■ Problem details:
In the data that follows, find each line containing "tracing" and copy it.

(Stored items)
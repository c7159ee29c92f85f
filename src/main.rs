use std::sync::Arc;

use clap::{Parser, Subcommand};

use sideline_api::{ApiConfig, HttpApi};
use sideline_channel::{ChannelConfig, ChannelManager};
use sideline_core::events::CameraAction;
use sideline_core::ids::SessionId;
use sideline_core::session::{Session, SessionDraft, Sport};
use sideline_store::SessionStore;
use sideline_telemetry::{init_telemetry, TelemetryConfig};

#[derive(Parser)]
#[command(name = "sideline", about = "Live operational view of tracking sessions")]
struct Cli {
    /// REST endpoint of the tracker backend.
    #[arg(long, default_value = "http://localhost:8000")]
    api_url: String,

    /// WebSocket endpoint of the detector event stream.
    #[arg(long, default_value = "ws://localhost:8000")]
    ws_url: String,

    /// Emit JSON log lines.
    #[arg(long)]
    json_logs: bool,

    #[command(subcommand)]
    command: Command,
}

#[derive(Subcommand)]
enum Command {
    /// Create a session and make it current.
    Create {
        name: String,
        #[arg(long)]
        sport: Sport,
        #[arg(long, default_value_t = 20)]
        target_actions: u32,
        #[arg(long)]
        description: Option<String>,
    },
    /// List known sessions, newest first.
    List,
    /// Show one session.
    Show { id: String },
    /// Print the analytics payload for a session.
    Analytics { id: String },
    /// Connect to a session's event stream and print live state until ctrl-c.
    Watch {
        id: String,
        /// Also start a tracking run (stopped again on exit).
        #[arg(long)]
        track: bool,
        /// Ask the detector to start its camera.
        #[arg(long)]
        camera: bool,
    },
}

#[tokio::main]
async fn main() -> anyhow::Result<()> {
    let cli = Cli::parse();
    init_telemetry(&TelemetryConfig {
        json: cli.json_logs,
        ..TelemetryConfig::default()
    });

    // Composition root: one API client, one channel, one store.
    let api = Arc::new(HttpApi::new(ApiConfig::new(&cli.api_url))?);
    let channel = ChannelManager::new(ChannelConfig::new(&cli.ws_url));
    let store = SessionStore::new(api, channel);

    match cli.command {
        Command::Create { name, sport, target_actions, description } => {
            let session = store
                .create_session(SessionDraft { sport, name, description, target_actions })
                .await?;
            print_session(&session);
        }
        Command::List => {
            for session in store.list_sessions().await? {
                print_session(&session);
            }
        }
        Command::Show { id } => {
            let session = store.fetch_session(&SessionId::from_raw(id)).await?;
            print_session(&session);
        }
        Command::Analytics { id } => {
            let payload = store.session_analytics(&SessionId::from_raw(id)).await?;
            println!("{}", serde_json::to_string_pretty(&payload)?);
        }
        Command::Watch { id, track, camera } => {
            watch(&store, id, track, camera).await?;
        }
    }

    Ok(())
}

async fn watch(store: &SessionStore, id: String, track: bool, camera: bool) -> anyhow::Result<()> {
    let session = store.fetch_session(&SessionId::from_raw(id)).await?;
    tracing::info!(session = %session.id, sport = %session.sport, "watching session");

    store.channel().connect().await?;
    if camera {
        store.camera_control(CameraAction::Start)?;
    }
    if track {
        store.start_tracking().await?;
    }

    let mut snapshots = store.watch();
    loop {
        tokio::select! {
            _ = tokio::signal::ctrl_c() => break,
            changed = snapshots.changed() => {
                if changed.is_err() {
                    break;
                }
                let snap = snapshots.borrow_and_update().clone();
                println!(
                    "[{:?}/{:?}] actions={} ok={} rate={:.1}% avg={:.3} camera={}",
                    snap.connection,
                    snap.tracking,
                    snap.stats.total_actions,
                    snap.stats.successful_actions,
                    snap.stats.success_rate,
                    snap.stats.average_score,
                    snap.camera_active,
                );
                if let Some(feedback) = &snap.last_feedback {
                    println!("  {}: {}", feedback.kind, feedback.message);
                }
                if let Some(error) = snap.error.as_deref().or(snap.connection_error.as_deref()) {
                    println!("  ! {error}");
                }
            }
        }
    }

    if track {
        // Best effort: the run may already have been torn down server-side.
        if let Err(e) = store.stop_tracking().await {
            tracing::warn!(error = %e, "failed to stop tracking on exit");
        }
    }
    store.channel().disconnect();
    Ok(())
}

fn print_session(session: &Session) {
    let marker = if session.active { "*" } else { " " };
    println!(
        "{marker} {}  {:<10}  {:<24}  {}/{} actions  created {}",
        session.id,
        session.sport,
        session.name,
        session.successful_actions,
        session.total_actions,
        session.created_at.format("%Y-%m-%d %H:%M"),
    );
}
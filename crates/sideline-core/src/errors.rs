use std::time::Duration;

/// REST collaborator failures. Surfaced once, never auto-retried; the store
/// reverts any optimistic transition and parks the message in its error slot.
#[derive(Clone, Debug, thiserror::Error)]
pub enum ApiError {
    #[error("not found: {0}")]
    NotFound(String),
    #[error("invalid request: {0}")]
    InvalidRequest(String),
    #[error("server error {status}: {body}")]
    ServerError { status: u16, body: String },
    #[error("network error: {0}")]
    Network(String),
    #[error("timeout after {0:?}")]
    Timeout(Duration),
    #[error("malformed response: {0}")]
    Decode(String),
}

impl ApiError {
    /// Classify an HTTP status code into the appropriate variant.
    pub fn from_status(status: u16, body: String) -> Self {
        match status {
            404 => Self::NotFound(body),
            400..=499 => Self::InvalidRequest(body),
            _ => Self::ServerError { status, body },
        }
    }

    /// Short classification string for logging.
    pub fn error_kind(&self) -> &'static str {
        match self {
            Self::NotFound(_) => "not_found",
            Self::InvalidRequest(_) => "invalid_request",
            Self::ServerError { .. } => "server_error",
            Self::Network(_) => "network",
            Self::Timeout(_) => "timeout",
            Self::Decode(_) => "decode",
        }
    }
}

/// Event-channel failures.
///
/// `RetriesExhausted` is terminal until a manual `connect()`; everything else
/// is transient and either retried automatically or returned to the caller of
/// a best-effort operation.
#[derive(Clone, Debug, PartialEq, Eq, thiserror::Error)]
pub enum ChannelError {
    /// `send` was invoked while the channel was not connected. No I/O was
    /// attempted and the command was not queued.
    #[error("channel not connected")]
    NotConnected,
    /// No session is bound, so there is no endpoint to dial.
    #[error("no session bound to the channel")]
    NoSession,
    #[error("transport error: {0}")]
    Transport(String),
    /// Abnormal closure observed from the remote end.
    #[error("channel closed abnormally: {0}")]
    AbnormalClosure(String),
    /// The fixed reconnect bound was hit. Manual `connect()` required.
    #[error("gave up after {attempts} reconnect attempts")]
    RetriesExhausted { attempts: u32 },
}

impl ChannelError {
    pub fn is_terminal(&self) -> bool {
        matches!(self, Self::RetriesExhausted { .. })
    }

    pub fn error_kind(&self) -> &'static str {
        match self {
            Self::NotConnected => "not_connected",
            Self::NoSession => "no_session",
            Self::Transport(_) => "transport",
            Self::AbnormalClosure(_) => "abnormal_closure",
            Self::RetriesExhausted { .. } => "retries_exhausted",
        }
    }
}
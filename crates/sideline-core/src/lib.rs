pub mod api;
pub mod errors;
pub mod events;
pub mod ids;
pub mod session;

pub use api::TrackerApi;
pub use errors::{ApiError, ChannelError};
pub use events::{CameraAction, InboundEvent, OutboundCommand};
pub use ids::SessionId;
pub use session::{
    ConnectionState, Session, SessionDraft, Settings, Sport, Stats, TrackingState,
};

■ Written response:
    tracing::info!(session = %session.id, sport = %session.sport, "watching session");
            tracing::warn!(error = %e, "failed to stop tracking on exit");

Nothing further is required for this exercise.